$17bn Pfizer-Hospira merger approved on anti-trust conditions

By Fiona BARRY

- Last updated on GMT

The EC has approved the merger, on condition of several divestments
The EC has approved the merger, on condition of several divestments

Related tags European union Pfizer

The European Commission has approved Pfizer’s acquisition of Hospira, providing the larger company first divests of its infliximab candidate and several sterile injectables.

The Commission said rival pharma companies would not provide enough competition against the merged company, risking Pfizer increasing its prices or discontinuing development of its infliximab biosimilar.

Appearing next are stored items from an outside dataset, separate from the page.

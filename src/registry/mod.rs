//! Determinism registry: which callables are safe to run inline.

use std::collections::BTreeSet;

use parking_lot::RwLock;
use serde::{Deserialize, Serialize};

use crate::script::CallTarget;

/// Lists bundled with the binary.
pub const DEFAULT_REGISTRY: &str = include_str!("default.toml");

/// Serializable form of the registry, as found in `default.toml` and the
/// `[registry]` section of the config file.
#[derive(Debug, Clone, Default, PartialEq, Eq, Serialize, Deserialize)]
#[serde(default)]
pub struct RegistryLists {
    pub modules: Vec<String>,
    pub types: Vec<String>,
    pub callables: Vec<String>,
    pub no_activity: Vec<String>,
}

#[derive(Debug, Default)]
struct Sets {
    modules: BTreeSet<String>,
    types: BTreeSet<String>,
    callables: BTreeSet<String>,
    no_activity: BTreeSet<String>,
}

/// Process-wide registry, shared behind an `Arc`. Reads vastly outnumber
/// registrations.
#[derive(Debug, Default)]
pub struct Registry {
    sets: RwLock<Sets>,
}

impl Registry {
    pub fn new() -> Self {
        Self::default()
    }

    /// Registry holding the bundled lists.
    pub fn with_defaults() -> Result<Self, toml::de::Error> {
        let lists: RegistryLists = toml::from_str(DEFAULT_REGISTRY)?;
        let registry = Self::new();
        registry.extend(&lists);
        Ok(registry)
    }

    pub fn extend(&self, lists: &RegistryLists) {
        let mut sets = self.sets.write();
        sets.modules.extend(lists.modules.iter().cloned());
        sets.types.extend(lists.types.iter().cloned());
        sets.callables.extend(lists.callables.iter().cloned());
        sets.no_activity.extend(lists.no_activity.iter().cloned());
    }

    pub fn register_no_activity(&self, qualified_name: &str) {
        if self.sets.write().no_activity.insert(qualified_name.to_string()) {
            tracing::debug!(callable = qualified_name, "Registered no-activity callable");
        }
    }

    /// Allow-listed by module, receiver type or qualified name.
    pub fn is_deterministic(&self, target: &CallTarget) -> bool {
        let sets = self.sets.read();
        sets.modules.contains(&target.module)
            || target
                .receiver_type
                .as_ref()
                .is_some_and(|t| sets.types.contains(t))
            || sets.callables.contains(&target.qualified_name())
    }

    pub fn is_no_activity(&self, qualified_name: &str) -> bool {
        self.sets.read().no_activity.contains(qualified_name)
    }

    pub fn snapshot(&self) -> RegistryLists {
        let sets = self.sets.read();
        RegistryLists {
            modules: sets.modules.iter().cloned().collect(),
            types: sets.types.iter().cloned().collect(),
            callables: sets.callables.iter().cloned().collect(),
            no_activity: sets.no_activity.iter().cloned().collect(),
        }
    }
}

#[cfg(test)]
mod tests {
    use super::*;

    fn target(module: &str, qualname: &str, receiver: Option<&str>) -> CallTarget {
        CallTarget {
            module: module.into(),
            qualname: qualname.into(),
            receiver_type: receiver.map(str::to_string),
            activity: false,
        }
    }

    #[test]
    fn bundled_lists_parse() {
        let registry = Registry::with_defaults().unwrap();
        let lists = registry.snapshot();
        assert!(lists.modules.contains(&"builtins".to_string()));
        assert!(lists.types.contains(&"dict".to_string()));
        assert!(lists.no_activity.is_empty());
    }

    #[test]
    fn lookups_by_module_type_and_callable() {
        let registry = Registry::with_defaults().unwrap();
        assert!(registry.is_deterministic(&target("json", "dumps", None)));
        assert!(registry.is_deterministic(&target("builtins", "list.append", Some("list"))));
        assert!(registry.is_deterministic(&target("datetime", "strptime", None)));
        assert!(!registry.is_deterministic(&target("datetime", "now", None)));
        assert!(!registry.is_deterministic(&target("time", "time", None)));
        assert!(!registry.is_deterministic(&target("http", "get", None)));
    }

    #[test]
    fn registration_extends_the_lists() {
        let registry = Registry::new();
        assert!(!registry.is_no_activity("orders.total"));
        registry.register_no_activity("orders.total");
        assert!(registry.is_no_activity("orders.total"));

        registry.extend(&RegistryLists {
            types: vec!["orders.Order".into()],
            ..RegistryLists::default()
        });
        assert!(registry.is_deterministic(&target("orders", "Order.total", Some("orders.Order"))));
    }
}
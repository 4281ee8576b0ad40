//! Content-addressed large-object cache
//!
//! Payloads above a size threshold are written once under their SHA-256
//! digest and referenced as `cache:sha256:<hex>` instead of being sent
//! inline.

use std::fs;
use std::io::Write;
use std::path::{Path, PathBuf};

use sha2::{Digest, Sha256};

/// Prefix of an externalized payload reference.
pub const REFERENCE_PREFIX: &str = "cache:sha256:";

#[derive(Debug, thiserror::Error)]
pub enum CacheError {
    #[error("cache I/O error at {path}: {source}")]
    Io {
        path: PathBuf,
        #[source]
        source: std::io::Error,
    },
    #[error("no cached object for digest {0}")]
    Missing(String),
    #[error("malformed cache reference: {0}")]
    BadReference(String),
    #[error("cached object {0} is corrupt")]
    Corrupt(String),
}

#[derive(Debug, Clone)]
pub struct LargeObjectCache {
    root: PathBuf,
    threshold: usize,
}

impl LargeObjectCache {
    /// Open (creating if needed) a cache rooted at `root`.
    pub fn open(root: impl Into<PathBuf>, threshold: usize) -> Result<Self, CacheError> {
        let root = root.into();
        fs::create_dir_all(&root).map_err(|source| CacheError::Io {
            path: root.clone(),
            source,
        })?;
        Ok(Self { root, threshold })
    }

    pub fn root(&self) -> &Path {
        &self.root
    }

    pub fn threshold(&self) -> usize {
        self.threshold
    }

    fn path_for(&self, digest: &str) -> PathBuf {
        // Two-character fanout keeps directories small.
        let (prefix, rest) = digest.split_at(2.min(digest.len()));
        self.root.join(prefix).join(rest)
    }

    /// Store `data` and return its hex digest. Writing an existing object is
    /// a no-op.
    pub fn put(&self, data: &[u8]) -> Result<String, CacheError> {
        let digest = hex_digest(data);
        let path = self.path_for(&digest);
        if path.exists() {
            return Ok(digest);
        }
        let dir = path.parent().unwrap_or(&self.root).to_path_buf();
        let io_err = |source| CacheError::Io {
            path: path.clone(),
            source,
        };
        fs::create_dir_all(&dir).map_err(io_err)?;

        // Write to a temp file in the same directory, then rename into place
        // so readers never observe a partial object.
        let mut tmp = tempfile::NamedTempFile::new_in(&dir).map_err(io_err)?;
        tmp.write_all(data).map_err(io_err)?;
        tmp.flush().map_err(io_err)?;
        if let Err(err) = tmp.persist(&path) {
            // A concurrent writer may have won the race with identical content.
            if !path.exists() {
                return Err(io_err(err.error));
            }
        }
        tracing::debug!(digest = %digest, bytes = data.len(), "Stored large object");
        Ok(digest)
    }

    pub fn get(&self, digest: &str) -> Result<Vec<u8>, CacheError> {
        if digest.len() != 64 || !digest.bytes().all(|b| b.is_ascii_hexdigit()) {
            return Err(CacheError::BadReference(digest.to_string()));
        }
        let path = self.path_for(digest);
        let data = match fs::read(&path) {
            Ok(data) => data,
            Err(err) if err.kind() == std::io::ErrorKind::NotFound => {
                return Err(CacheError::Missing(digest.to_string()))
            }
            Err(source) => return Err(CacheError::Io { path, source }),
        };
        if hex_digest(&data) != digest {
            return Err(CacheError::Corrupt(digest.to_string()));
        }
        Ok(data)
    }

    /// Replace `data` with a cache reference when it exceeds the threshold.
    pub fn externalize(&self, data: Vec<u8>) -> Result<Vec<u8>, CacheError> {
        if data.len() <= self.threshold {
            return Ok(data);
        }
        let digest = self.put(&data)?;
        Ok(format!("{REFERENCE_PREFIX}{digest}").into_bytes())
    }

    /// Inverse of [`externalize`](Self::externalize): inline payloads pass
    /// through unchanged.
    pub fn resolve(&self, data: Vec<u8>) -> Result<Vec<u8>, CacheError> {
        match reference_digest(&data) {
            Some(digest) => self.get(digest),
            None => Ok(data),
        }
    }
}

/// Digest named by a `cache:sha256:` reference, if `data` is one.
pub fn reference_digest(data: &[u8]) -> Option<&str> {
    let text = std::str::from_utf8(data).ok()?;
    text.strip_prefix(REFERENCE_PREFIX)
}

pub fn hex_digest(data: &[u8]) -> String {
    let digest = Sha256::digest(data);
    let mut out = String::with_capacity(64);
    for byte in digest {
        out.push_str(&format!("{byte:02x}"));
    }
    out
}

#[cfg(test)]
mod tests {
    use super::*;
    use tempfile::TempDir;

    #[test]
    fn small_payloads_stay_inline() {
        let dir = TempDir::new().unwrap();
        let cache = LargeObjectCache::open(dir.path(), 16).unwrap();
        let data = b"tiny".to_vec();
        assert_eq!(cache.externalize(data.clone()).unwrap(), data);
    }

    #[test]
    fn large_payloads_roundtrip_through_a_reference() {
        let dir = TempDir::new().unwrap();
        let cache = LargeObjectCache::open(dir.path(), 16).unwrap();
        let data = vec![7u8; 1024];

        let reference = cache.externalize(data.clone()).unwrap();
        let digest = reference_digest(&reference).unwrap().to_string();
        assert_eq!(digest, hex_digest(&data));
        assert!(dir.path().join(&digest[..2]).join(&digest[2..]).exists());

        assert_eq!(cache.resolve(reference).unwrap(), data);
    }

    #[test]
    fn storing_twice_is_idempotent() {
        let dir = TempDir::new().unwrap();
        let cache = LargeObjectCache::open(dir.path(), 0).unwrap();
        let a = cache.put(b"same").unwrap();
        let b = cache.put(b"same").unwrap();
        assert_eq!(a, b);
    }

    #[test]
    fn missing_and_corrupt_objects_are_reported() {
        let dir = TempDir::new().unwrap();
        let cache = LargeObjectCache::open(dir.path(), 0).unwrap();
        let digest = hex_digest(b"never stored");
        assert!(matches!(cache.get(&digest), Err(CacheError::Missing(_))));

        let stored = cache.put(b"original").unwrap();
        fs::write(dir.path().join(&stored[..2]).join(&stored[2..]), b"tampered").unwrap();
        assert!(matches!(cache.get(&stored), Err(CacheError::Corrupt(_))));

        assert!(matches!(
            cache.get("not-a-digest"),
            Err(CacheError::BadReference(_))
        ));
    }
}
//! tether: runs workflow scripts as durable, replayable workflows.
//!
//! Workflow code is instrumented at load time so every call passes through
//! a dispatcher. Deterministic calls run inline; everything else becomes an
//! activity executed (or replayed) by the orchestrator behind a worker.

pub mod cache;
pub mod classify;
pub mod comm;
pub mod config;
pub mod env;
pub mod instrument;
pub mod registry;
pub mod runner;
pub mod script;
pub mod util;
pub mod value;

pub use classify::{classify, Decision, Flags};
pub use comm::{CommError, Outcome, RunnerService, Worker};
pub use config::Config;
pub use instrument::instrument;
pub use registry::{Registry, RegistryLists};
pub use runner::{RunnerError, RunnerHost, RunnerSettings};
pub use value::Value;
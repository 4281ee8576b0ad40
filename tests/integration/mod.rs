//! Integration tests for tether
//!
//! These tests drive real sessions through the runner host and the binary.

#[path = "../common/mod.rs"]
pub mod common;

pub mod cli;
pub mod local_run;
pub mod session_protocol;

Margrethe Vestager, head of competition policy at the EC, said: "This is not just about keeping prices low for patients and healthcare services. We have also made sure that the merger of Pfizer/Hospira does not stand in the way of the research and development of medication that could have huge benefits for society​".


J&J manufactures the original infliximab biologic, Remicade. Hospira launched its biosimilar, Inflectra (developed by Celltrion) in February this year.​ Pfizer’s rival biosimilar is still in development, as is an infliximab biosimilar from Samsung Bioepsis.

The European Commission said a Hospira-Pfizer merger could delay or discontinue development of Pfizer’s biosimilar in order to focus on Hospira's Inflectra, leading to an uncompetitive market.

Alternatively, Pfizer might hand back Hospira's product to its developer Celltrion, leading to the loss of current price competition between Hospira and Celltrion. Either outcome “would be detrimental to competition,​” the EC concluded. Pfizer will be allowed to retain rights to its biosimilar candidate outside the European Economic Area (EEA).

Sterile injectables

Pfizer was also ordered to divest of some of its chemotherapy sterile injectables if it wants to go ahead with the deal. The investigation was concerned the drugs could create anti-competition problems in some EU countries.

Because of their high combined market shares in some member states, the companies will be required to sell their marketing rights for carboplatin in Belgium; cytarabine in Belgium, Italy, Portugal and Sweden; epirubicin in Austria, Belgium, Italy, the Netherlands and Spain; irinotecan in Belgium, the Czech Republic and Italy;vancomycin in Ireland and voriconazole in all of the EEA.